## TASK TO COMPLETE
I would like each line of the data that holds the word "Clone" copied out.

── DATASET RECORDS ──

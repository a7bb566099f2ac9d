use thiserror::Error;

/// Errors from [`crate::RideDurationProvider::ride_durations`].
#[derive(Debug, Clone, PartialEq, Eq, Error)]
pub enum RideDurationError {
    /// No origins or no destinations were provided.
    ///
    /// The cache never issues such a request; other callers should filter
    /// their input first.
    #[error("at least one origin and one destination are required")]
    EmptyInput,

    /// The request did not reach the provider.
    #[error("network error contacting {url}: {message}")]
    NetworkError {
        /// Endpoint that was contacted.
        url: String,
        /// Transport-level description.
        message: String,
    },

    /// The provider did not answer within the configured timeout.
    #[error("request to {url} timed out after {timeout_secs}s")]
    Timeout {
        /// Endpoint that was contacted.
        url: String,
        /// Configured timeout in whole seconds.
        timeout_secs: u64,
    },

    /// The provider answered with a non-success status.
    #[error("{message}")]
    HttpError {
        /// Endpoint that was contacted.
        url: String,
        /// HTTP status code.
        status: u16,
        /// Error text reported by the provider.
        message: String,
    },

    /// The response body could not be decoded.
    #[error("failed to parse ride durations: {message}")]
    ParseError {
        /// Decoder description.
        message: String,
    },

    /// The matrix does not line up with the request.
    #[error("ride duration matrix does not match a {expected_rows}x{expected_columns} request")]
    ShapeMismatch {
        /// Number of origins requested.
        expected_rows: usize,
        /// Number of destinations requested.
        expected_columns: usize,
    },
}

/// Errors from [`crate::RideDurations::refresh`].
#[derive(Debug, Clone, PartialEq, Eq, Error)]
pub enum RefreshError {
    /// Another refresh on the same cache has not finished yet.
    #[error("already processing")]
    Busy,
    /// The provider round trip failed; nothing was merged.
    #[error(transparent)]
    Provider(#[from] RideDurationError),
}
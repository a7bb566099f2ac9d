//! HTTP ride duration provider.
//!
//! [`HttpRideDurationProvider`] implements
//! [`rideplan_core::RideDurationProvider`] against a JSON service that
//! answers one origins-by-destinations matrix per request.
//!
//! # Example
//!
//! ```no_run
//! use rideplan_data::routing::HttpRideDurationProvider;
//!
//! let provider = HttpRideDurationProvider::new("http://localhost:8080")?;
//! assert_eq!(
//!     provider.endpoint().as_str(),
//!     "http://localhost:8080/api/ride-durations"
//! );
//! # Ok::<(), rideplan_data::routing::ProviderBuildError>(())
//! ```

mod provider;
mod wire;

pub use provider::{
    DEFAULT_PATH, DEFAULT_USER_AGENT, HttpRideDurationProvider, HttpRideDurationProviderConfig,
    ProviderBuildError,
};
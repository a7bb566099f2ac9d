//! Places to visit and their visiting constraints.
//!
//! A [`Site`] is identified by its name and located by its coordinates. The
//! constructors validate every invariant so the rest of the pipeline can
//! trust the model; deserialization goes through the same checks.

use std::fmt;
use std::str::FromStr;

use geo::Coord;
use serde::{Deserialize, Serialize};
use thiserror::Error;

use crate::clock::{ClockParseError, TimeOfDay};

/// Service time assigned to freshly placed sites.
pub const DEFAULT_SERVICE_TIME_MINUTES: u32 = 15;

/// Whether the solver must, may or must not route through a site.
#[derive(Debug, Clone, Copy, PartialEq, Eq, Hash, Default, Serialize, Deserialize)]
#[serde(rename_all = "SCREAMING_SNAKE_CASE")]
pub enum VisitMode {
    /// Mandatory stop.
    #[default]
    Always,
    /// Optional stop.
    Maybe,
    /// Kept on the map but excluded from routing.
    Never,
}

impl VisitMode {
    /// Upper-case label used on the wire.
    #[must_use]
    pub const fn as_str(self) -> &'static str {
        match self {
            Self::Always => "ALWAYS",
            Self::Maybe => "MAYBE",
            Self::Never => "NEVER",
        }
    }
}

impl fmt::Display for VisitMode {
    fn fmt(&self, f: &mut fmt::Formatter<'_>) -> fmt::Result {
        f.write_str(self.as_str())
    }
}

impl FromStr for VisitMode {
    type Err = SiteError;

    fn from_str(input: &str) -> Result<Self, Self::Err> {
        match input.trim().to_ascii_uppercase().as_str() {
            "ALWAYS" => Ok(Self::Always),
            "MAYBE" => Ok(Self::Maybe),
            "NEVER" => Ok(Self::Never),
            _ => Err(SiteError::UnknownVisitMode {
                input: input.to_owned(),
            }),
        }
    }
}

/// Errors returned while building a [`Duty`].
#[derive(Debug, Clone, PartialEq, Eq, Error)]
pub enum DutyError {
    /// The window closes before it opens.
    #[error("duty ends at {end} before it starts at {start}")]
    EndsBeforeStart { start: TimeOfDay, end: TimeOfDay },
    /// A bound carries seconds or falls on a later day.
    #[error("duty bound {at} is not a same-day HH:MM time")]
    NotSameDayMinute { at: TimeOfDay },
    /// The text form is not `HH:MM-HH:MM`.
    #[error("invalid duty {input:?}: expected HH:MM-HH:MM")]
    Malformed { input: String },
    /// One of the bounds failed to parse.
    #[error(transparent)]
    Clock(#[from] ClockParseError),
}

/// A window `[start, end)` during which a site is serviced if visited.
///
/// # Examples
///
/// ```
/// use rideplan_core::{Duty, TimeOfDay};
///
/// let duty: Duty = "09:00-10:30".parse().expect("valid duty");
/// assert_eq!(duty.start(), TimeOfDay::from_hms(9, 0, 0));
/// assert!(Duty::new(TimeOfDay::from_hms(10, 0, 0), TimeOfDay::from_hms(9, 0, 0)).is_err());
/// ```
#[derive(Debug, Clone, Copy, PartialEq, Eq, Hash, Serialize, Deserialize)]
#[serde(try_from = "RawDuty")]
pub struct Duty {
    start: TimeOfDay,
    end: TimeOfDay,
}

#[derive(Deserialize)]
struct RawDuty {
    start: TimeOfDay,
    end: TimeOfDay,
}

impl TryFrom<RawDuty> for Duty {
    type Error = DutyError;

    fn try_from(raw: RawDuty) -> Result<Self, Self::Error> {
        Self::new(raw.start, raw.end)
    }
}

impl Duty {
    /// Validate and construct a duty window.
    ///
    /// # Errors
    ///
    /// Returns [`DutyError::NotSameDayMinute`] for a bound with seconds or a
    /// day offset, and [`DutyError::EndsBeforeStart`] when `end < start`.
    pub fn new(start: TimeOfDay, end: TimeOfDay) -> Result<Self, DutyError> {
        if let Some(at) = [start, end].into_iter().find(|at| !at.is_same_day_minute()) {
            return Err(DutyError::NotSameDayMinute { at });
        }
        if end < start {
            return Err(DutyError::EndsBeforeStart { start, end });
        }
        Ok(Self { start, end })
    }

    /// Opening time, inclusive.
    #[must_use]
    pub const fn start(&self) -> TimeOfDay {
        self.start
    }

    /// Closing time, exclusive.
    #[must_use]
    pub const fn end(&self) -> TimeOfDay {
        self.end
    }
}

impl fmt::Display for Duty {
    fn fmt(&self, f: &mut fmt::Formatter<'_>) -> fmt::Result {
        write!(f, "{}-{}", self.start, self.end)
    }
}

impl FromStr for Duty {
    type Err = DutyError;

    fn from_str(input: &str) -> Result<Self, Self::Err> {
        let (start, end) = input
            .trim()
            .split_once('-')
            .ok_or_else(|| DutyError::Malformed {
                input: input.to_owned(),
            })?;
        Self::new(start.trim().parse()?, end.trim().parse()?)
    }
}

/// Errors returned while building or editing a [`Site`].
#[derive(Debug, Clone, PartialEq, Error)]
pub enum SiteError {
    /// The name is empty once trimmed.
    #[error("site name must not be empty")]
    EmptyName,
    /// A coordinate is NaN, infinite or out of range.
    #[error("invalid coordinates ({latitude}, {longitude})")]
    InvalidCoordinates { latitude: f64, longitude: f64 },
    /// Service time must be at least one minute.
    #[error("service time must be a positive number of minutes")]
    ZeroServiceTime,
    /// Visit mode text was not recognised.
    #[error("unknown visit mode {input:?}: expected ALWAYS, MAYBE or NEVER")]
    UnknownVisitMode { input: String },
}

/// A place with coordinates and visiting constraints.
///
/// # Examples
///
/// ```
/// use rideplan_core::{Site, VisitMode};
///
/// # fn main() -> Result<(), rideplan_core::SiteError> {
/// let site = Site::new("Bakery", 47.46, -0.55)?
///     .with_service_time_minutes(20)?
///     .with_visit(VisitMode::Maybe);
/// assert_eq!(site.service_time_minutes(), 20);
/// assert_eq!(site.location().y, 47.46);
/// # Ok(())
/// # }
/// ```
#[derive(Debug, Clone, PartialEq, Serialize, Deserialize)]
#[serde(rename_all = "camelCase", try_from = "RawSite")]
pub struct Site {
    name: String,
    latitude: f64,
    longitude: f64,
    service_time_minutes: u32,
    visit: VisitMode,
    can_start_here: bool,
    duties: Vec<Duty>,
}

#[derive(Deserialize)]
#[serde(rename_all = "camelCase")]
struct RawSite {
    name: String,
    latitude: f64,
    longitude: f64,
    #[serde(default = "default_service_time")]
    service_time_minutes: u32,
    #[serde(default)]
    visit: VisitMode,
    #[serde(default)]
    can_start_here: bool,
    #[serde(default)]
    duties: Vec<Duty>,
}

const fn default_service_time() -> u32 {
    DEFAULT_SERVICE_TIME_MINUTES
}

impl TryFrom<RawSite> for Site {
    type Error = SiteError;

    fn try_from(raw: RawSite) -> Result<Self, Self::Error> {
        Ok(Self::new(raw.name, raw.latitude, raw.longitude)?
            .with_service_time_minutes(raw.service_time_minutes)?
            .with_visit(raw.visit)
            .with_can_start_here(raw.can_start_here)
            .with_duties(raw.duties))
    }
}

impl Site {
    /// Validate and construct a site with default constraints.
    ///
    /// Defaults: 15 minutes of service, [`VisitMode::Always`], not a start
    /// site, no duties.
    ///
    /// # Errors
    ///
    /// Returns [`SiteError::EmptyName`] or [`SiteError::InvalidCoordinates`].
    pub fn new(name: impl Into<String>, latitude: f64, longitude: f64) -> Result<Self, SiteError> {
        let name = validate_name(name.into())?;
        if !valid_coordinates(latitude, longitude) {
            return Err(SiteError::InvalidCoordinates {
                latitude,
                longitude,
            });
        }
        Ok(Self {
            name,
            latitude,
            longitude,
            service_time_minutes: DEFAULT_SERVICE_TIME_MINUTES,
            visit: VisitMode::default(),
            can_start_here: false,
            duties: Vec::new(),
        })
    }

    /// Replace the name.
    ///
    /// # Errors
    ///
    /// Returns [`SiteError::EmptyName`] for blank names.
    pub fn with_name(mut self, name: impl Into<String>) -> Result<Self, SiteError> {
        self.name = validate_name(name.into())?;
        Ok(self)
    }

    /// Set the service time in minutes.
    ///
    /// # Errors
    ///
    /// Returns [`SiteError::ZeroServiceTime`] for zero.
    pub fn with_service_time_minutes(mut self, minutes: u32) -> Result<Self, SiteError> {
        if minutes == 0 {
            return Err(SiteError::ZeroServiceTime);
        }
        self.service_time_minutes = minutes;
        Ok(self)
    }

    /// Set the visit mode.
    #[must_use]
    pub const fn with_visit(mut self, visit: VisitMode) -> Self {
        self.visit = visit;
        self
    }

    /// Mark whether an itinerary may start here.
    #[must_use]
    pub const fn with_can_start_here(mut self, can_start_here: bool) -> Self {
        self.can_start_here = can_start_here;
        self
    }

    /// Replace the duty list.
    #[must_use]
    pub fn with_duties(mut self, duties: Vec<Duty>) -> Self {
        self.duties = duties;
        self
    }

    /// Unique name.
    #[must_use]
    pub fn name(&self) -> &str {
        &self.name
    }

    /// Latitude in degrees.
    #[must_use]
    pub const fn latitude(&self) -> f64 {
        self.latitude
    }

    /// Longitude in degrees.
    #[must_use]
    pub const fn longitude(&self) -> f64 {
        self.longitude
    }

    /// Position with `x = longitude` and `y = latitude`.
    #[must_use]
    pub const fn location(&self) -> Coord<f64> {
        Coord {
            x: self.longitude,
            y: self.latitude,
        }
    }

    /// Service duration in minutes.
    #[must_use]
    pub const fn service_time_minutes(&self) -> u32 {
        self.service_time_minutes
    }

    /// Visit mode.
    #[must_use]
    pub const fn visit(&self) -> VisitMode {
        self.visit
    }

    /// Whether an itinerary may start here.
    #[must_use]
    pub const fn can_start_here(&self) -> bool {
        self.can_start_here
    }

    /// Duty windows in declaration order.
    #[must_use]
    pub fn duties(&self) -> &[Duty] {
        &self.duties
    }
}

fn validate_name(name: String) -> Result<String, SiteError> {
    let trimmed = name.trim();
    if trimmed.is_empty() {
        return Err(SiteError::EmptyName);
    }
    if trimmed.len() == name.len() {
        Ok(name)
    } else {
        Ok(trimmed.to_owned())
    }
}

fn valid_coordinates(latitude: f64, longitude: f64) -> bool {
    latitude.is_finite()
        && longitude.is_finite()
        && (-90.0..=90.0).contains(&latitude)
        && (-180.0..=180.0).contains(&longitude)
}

───

## EXERCISE ANSWER
#[derive(Debug, Clone, PartialEq, Eq, Error)]
#[derive(Debug, Clone, PartialEq, Eq, Error)]
#[derive(Debug, Clone, Copy, PartialEq, Eq, Hash, Default, Serialize, Deserialize)]
#[derive(Debug, Clone, PartialEq, Eq, Error)]
#[derive(Debug, Clone, Copy, PartialEq, Eq, Hash, Serialize, Deserialize)]
#[derive(Debug, Clone, PartialEq, Error)]
#[derive(Debug, Clone, PartialEq, Serialize, Deserialize)]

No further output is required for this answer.